[Assignment]
Please write out exactly the lines of the data below from the line holding "filename src/events/bus.rs" through the line holding "with per-kind debouncing", and leave out the rest.

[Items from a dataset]
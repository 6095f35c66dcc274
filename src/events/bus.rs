//! # Change Bus
//!
//! A typed publish/subscribe channel. Listeners run synchronously, in
//! subscription order, on the emitting thread. A listener that returns an
//! error or panics is logged and skipped; the remaining listeners still run
//! and `emit` always returns normally.
//!
//! ## Usage
//!
//! ```
//! use std::cell::RefCell;
//! use archgraph::events::{ChangeBus, ChangePayload, UpdateOptions};
//!
//! let model = RefCell::new(0u32);
//! let mut bus = ChangeBus::<ChangePayload>::new();
//! bus.subscribe(|payload| {
//!     println!("changed: {:?}", payload);
//!     Ok(())
//! });
//!
//! bus.update(&model, |count| *count += 1, ChangePayload::Rebuild, UpdateOptions::immediate());
//! ```

use std::any::Any;
use std::cell::RefCell;
use std::panic::{self, AssertUnwindSafe};
use std::time::Duration;

use super::clock::{Clock, SystemClock};
use super::debounce::Debouncer;
use super::payload::Payload;

/// Callback registered on a bus
pub type Listener<P> = Box<dyn FnMut(&P) -> anyhow::Result<()>>;

/// Handle returned by [`ChangeBus::subscribe`]
#[derive(Debug, Clone, Copy, PartialEq, Eq, Hash)]
pub struct ListenerId(u64);

/// Outcome of one emission
#[derive(Debug, Clone, Copy, Default, PartialEq, Eq)]
pub struct EmitReport {
    /// Listeners that returned `Ok`
    pub delivered: usize,
    /// Listeners that returned an error or panicked
    pub failed: usize,
}

/// How [`ChangeBus::update`] notifies after mutating
#[derive(Debug, Clone, Copy, Default, PartialEq, Eq)]
pub struct UpdateOptions {
    /// Quiet window; `None` or zero emits immediately
    pub debounce: Option<Duration>,
}

impl UpdateOptions {
    pub fn immediate() -> Self {
        Self { debounce: None }
    }

    pub fn debounced(window: Duration) -> Self {
        Self {
            debounce: Some(window),
        }
    }
}

/// Typed publish/subscribe channel with per-kind debouncing
pub struct ChangeBus<P: Payload> {
    listeners: Vec<(ListenerId, Listener<P>)>,
    next_id: u64,
    pending: Debouncer<P::Kind, P>,
    clock: Box<dyn Clock>,
}

impl<P: Payload> ChangeBus<P> {
    /// Create a bus driven by the wall clock
    pub fn new() -> Self {
        Self::with_clock(SystemClock)
    }

    /// Create a bus whose debounce windows are measured on `clock`
    pub fn with_clock(clock: impl Clock + 'static) -> Self {
        Self {
            listeners: Vec::new(),
            next_id: 0,
            pending: Debouncer::new(),
            clock: Box::new(clock),
        }
    }

    /// Register a listener; it sees every emission after this call
    pub fn subscribe<F>(&mut self, listener: F) -> ListenerId
    where
        F: FnMut(&P) -> anyhow::Result<()> + 'static,
    {
        let id = ListenerId(self.next_id);
        self.next_id += 1;
        self.listeners.push((id, Box::new(listener)));
        id
    }

    /// Remove a listener. Returns `false` if it was not registered.
    pub fn unsubscribe(&mut self, id: ListenerId) -> bool {
        let before = self.listeners.len();
        self.listeners.retain(|(listener_id, _)| *listener_id != id);
        self.listeners.len() != before
    }

    pub fn listener_count(&self) -> usize {
        self.listeners.len()
    }

    /// Deliver `payload` to every listener, isolating failures.
    pub fn emit(&mut self, payload: &P) -> EmitReport {
        let mut report = EmitReport::default();

        for (id, listener) in self.listeners.iter_mut() {
            let outcome = panic::catch_unwind(AssertUnwindSafe(|| listener(payload)));
            match outcome {
                Ok(Ok(())) => report.delivered += 1,
                Ok(Err(err)) => {
                    report.failed += 1;
                    log::error!(
                        "Listener {:?} failed on {:?}: {:#}",
                        id,
                        payload.kind(),
                        err
                    );
                }
                Err(panic) => {
                    report.failed += 1;
                    log::error!(
                        "Listener {:?} panicked on {:?}: {}",
                        id,
                        payload.kind(),
                        panic_message(panic.as_ref())
                    );
                }
            }
        }

        report
    }

    /// Apply `mutator` to the model, then notify.
    ///
    /// The model borrow is released before any listener runs, so listeners
    /// may read the model freely. With a debounce window the emission is
    /// deferred until [`poll`](Self::poll) finds the window elapsed; another
    /// update of the same kind inside the window replaces the payload and
    /// restarts the window.
    pub fn update<M, R>(
        &mut self,
        model: &RefCell<M>,
        mutator: impl FnOnce(&mut M) -> R,
        payload: P,
        options: UpdateOptions,
    ) -> R {
        let result = {
            let mut model = model.borrow_mut();
            mutator(&mut model)
        };

        match options.debounce.filter(|window| !window.is_zero()) {
            Some(window) => self.schedule(payload, window),
            None => {
                self.emit(&payload);
            }
        }

        result
    }

    /// Arm a deferred emission of `payload` after `window` of quiet
    pub fn schedule(&mut self, payload: P, window: Duration) {
        let kind = payload.kind();
        let deadline = self.clock.now() + window;
        if self.pending.arm(kind, payload, deadline) {
            log::trace!("Re-armed pending {:?} emission", kind);
        }
    }

    /// Whether a deferred emission of `kind` is waiting
    pub fn has_pending(&self, kind: P::Kind) -> bool {
        self.pending.is_armed(kind)
    }

    /// Drop a deferred emission without delivering it
    pub fn cancel_pending(&mut self, kind: P::Kind) -> bool {
        self.pending.cancel(kind).is_some()
    }

    /// Drop every deferred emission. Returns how many were dropped.
    pub fn cancel_all(&mut self) -> usize {
        self.pending.drain().len()
    }

    /// Emit every deferred payload whose window has elapsed.
    ///
    /// Returns the number of emissions made.
    pub fn poll(&mut self) -> usize {
        let due = self.pending.take_due(self.clock.now());
        for payload in &due {
            self.emit(payload);
        }
        due.len()
    }

    /// Emit every deferred payload now, regardless of its window
    pub fn flush(&mut self) -> usize {
        let pending = self.pending.drain();
        for payload in &pending {
            self.emit(payload);
        }
        pending.len()
    }
}

impl<P: Payload> Default for ChangeBus<P> {
    fn default() -> Self {
        Self::new()
    }
}

fn panic_message(panic: &(dyn Any + Send)) -> &str {
    if let Some(message) = panic.downcast_ref::<&str>() {
        message
    } else if let Some(message) = panic.downcast_ref::<String>() {
        message
    } else {
        "non-string panic payload"
    }
}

[Result]
filename src/events/bus.rs
//! # Change Bus
//!
//! A typed publish/subscribe channel. Listeners run synchronously, in
//! subscription order, on the emitting thread. A listener that returns an
//! error or panics is logged and skipped; the remaining listeners still run
//! and `emit` always returns normally.
//!
//! ## Usage
//!
//! ```
//! use std::cell::RefCell;
//! use archgraph::events::{ChangeBus, ChangePayload, UpdateOptions};
//!
//! let model = RefCell::new(0u32);
//! let mut bus = ChangeBus::<ChangePayload>::new();
//! bus.subscribe(|payload| {
//!     println!("changed: {:?}", payload);
//!     Ok(())
//! });
//!
//! bus.update(&model, |count| *count += 1, ChangePayload::Rebuild, UpdateOptions::immediate());
//! ```

use std::any::Any;
use std::cell::RefCell;
use std::panic::{self, AssertUnwindSafe};
use std::time::Duration;

use super::clock::{Clock, SystemClock};
use super::debounce::Debouncer;
use super::payload::Payload;

/// Callback registered on a bus
pub type Listener<P> = Box<dyn FnMut(&P) -> anyhow::Result<()>>;

/// Handle returned by [`ChangeBus::subscribe`]
#[derive(Debug, Clone, Copy, PartialEq, Eq, Hash)]
pub struct ListenerId(u64);

/// Outcome of one emission
#[derive(Debug, Clone, Copy, Default, PartialEq, Eq)]
pub struct EmitReport {
    /// Listeners that returned `Ok`
    pub delivered: usize,
    /// Listeners that returned an error or panicked
    pub failed: usize,
}

/// How [`ChangeBus::update`] notifies after mutating
#[derive(Debug, Clone, Copy, Default, PartialEq, Eq)]
pub struct UpdateOptions {
    /// Quiet window; `None` or zero emits immediately
    pub debounce: Option<Duration>,
}

impl UpdateOptions {
    pub fn immediate() -> Self {
        Self { debounce: None }
    }

    pub fn debounced(window: Duration) -> Self {
        Self {
            debounce: Some(window),
        }
    }
}

/// Typed publish/subscribe channel with per-kind debouncing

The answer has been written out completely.